_YOUR ASSIGNMENT_:
The response should consist of the records that follow, repeated exactly.

_MATERIAL TO PROCESS_:
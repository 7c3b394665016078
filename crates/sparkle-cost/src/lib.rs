pub mod batcher;
pub mod budget;
pub mod complexity;
pub mod optimizer;
pub mod router;

pub use batcher::{BatchStats, RequestBatcher};
pub use budget::{BudgetDecision, BudgetManager, BudgetStatus};
pub use complexity::{Complexity, ComplexityAnalyzer, QueryContext};
pub use optimizer::{CostOptimizer, OptimizationPlan, OptimizeError};
pub use router::{ModelRouter, RouterStats};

_TASK SOLUTION_:
repository 7c3b394665016078
filename crates/sparkle-cost/src/lib.rs
pub mod batcher;
pub mod budget;
pub mod complexity;
pub mod optimizer;
pub mod router;

pub use batcher::{BatchStats, RequestBatcher};
pub use budget::{BudgetDecision, BudgetManager, BudgetStatus};
pub use complexity::{Complexity, ComplexityAnalyzer, QueryContext};
pub use optimizer::{CostOptimizer, OptimizationPlan, OptimizeError};
pub use router::{ModelRouter, RouterStats};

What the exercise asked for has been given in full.